**Directions for this task:**
Determine how many lines in the entries below hold "info". Respond with that number only.
*** Input for this task Section Begins ***
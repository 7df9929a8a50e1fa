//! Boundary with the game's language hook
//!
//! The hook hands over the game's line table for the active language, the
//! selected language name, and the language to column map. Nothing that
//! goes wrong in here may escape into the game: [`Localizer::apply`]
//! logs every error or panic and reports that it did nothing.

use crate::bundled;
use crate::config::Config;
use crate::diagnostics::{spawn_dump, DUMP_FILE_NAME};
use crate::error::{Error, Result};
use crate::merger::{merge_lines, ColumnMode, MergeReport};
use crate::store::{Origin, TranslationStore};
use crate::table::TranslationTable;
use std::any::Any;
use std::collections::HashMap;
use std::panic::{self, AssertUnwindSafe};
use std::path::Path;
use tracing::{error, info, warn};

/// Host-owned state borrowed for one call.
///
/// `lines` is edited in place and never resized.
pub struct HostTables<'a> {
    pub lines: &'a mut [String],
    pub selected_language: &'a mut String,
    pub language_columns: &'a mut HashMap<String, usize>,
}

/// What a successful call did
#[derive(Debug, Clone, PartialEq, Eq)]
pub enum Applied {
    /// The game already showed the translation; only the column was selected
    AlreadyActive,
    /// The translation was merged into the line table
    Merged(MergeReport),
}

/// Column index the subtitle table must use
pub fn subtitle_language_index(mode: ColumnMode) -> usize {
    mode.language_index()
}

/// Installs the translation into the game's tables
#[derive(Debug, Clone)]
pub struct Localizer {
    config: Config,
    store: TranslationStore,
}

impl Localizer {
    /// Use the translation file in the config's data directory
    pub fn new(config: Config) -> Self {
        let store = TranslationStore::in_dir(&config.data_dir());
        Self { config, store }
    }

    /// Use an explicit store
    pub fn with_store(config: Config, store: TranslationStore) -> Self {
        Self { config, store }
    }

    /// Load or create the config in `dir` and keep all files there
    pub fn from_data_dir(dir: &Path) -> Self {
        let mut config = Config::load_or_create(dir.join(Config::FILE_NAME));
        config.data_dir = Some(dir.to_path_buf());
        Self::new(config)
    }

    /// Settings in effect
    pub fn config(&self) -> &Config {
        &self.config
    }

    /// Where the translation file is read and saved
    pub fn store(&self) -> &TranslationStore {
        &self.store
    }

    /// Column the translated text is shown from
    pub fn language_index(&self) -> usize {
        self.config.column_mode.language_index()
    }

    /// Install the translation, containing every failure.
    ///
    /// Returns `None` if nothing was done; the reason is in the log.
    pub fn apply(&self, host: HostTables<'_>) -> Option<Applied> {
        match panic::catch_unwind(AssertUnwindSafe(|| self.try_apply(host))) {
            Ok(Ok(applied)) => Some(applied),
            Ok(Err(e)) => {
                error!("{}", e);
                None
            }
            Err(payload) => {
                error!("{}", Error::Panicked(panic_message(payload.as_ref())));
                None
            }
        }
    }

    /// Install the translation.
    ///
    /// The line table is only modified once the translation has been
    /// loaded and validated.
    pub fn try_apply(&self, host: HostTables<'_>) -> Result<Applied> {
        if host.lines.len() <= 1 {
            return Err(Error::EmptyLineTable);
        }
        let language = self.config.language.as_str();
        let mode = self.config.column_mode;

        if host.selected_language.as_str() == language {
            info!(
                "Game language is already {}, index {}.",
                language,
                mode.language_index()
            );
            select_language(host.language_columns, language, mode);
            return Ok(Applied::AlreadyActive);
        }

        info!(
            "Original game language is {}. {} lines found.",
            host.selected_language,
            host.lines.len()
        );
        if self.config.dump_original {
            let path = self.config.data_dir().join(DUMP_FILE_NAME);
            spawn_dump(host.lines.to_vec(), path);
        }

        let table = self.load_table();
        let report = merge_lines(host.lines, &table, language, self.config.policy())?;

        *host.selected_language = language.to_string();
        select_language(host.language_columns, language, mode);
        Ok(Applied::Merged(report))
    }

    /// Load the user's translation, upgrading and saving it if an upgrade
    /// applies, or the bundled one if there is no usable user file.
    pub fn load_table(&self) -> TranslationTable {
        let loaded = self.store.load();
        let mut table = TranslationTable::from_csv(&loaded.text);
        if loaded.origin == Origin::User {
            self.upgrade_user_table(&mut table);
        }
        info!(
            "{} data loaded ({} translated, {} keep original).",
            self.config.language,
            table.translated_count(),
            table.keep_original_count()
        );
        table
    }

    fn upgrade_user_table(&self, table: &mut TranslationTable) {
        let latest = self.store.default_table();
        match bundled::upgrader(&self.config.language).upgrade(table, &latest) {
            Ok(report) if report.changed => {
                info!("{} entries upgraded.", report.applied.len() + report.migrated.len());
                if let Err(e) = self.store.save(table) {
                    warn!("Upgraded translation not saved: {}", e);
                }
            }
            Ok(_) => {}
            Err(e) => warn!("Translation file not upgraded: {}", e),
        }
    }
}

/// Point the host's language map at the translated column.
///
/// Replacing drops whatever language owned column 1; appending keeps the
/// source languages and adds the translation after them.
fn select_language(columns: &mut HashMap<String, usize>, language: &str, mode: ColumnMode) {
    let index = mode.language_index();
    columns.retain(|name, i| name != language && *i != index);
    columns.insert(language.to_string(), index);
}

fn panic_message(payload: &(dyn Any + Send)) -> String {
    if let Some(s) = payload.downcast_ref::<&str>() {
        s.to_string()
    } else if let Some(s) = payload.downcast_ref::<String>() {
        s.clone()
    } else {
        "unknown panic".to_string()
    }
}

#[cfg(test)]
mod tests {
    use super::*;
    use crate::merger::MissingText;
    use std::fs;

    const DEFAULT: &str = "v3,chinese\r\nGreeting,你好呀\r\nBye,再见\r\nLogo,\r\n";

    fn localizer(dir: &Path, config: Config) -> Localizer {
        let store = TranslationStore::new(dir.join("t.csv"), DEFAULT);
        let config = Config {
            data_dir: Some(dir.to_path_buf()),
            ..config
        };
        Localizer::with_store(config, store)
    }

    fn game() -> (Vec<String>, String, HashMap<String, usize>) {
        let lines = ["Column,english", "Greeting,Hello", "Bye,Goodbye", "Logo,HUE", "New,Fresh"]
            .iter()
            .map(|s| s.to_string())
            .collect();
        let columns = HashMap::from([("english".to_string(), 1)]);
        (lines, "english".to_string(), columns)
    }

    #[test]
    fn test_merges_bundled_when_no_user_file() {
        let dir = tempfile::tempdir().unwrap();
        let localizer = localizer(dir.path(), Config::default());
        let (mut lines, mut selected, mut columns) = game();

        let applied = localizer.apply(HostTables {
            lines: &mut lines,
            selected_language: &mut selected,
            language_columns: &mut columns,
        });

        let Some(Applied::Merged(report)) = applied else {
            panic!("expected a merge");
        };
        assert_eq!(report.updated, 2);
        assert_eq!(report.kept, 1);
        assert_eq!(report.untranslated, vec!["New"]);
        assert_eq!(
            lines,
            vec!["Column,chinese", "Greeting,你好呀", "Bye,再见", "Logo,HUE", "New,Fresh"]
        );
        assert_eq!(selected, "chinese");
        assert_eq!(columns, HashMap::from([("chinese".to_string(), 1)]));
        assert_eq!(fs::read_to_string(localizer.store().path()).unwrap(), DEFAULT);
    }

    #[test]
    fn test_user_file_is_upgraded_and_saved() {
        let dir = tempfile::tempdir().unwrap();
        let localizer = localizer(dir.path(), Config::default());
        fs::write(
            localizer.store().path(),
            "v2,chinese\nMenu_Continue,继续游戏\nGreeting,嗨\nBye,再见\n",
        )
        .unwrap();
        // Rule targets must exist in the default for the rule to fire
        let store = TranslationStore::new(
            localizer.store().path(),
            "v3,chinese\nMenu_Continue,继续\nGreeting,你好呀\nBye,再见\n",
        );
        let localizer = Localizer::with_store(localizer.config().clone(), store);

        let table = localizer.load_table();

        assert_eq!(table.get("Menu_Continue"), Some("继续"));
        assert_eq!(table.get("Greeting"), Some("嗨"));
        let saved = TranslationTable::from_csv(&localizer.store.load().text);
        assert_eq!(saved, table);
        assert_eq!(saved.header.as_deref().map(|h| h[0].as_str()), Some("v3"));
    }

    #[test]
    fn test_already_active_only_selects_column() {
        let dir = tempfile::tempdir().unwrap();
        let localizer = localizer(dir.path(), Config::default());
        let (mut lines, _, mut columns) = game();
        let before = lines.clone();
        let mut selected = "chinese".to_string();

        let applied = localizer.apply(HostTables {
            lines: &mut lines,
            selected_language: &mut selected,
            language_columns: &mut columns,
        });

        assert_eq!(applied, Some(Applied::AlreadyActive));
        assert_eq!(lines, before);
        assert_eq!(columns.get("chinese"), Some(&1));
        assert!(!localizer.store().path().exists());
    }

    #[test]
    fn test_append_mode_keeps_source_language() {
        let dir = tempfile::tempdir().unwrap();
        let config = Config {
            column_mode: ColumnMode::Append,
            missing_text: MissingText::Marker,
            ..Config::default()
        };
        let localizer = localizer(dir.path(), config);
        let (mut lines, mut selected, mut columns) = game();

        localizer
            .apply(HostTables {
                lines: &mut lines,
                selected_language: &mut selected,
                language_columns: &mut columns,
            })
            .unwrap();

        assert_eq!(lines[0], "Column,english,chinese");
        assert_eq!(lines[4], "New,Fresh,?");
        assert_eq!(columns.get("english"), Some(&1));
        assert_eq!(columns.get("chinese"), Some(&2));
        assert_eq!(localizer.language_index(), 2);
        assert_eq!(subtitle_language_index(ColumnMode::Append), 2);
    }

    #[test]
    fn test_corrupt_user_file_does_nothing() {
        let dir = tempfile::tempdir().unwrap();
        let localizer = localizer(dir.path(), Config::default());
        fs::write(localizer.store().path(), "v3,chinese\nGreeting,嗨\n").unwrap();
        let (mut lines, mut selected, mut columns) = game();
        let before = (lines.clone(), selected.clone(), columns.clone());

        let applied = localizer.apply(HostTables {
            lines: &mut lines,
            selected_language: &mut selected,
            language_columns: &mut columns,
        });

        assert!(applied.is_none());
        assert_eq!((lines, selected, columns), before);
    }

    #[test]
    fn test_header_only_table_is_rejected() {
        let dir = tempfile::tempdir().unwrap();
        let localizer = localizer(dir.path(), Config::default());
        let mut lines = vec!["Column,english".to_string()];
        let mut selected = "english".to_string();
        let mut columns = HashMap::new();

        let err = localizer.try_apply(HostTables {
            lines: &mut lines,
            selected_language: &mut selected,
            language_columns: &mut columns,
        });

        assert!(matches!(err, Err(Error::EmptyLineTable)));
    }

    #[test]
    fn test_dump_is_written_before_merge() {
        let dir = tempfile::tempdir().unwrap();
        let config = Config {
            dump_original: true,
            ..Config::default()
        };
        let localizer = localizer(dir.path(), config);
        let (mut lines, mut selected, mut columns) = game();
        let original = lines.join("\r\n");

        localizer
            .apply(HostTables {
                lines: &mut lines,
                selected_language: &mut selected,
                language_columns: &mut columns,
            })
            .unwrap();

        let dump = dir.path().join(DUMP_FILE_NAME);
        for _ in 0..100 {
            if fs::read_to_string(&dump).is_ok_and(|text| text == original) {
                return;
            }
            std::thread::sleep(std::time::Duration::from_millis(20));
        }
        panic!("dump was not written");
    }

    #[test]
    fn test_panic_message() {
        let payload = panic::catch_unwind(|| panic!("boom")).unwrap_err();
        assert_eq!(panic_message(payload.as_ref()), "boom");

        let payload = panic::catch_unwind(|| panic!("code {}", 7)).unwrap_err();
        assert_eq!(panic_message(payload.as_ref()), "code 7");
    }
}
*** Input for this task Section Ends ***
*** Input for this task Section Begins ***
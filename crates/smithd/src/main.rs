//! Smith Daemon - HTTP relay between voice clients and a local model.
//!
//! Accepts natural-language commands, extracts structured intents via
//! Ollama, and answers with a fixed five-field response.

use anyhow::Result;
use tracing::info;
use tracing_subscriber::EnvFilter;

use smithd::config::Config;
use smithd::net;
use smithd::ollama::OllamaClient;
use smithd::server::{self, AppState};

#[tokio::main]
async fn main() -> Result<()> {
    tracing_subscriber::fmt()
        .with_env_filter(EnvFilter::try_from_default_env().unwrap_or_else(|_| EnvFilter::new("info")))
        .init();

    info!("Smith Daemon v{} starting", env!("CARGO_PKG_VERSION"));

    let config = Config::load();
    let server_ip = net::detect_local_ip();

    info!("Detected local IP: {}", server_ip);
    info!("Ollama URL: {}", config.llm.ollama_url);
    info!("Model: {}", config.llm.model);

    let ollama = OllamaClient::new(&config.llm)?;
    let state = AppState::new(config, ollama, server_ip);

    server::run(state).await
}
*** Input for this task Section Ends ***
**Solution:**
11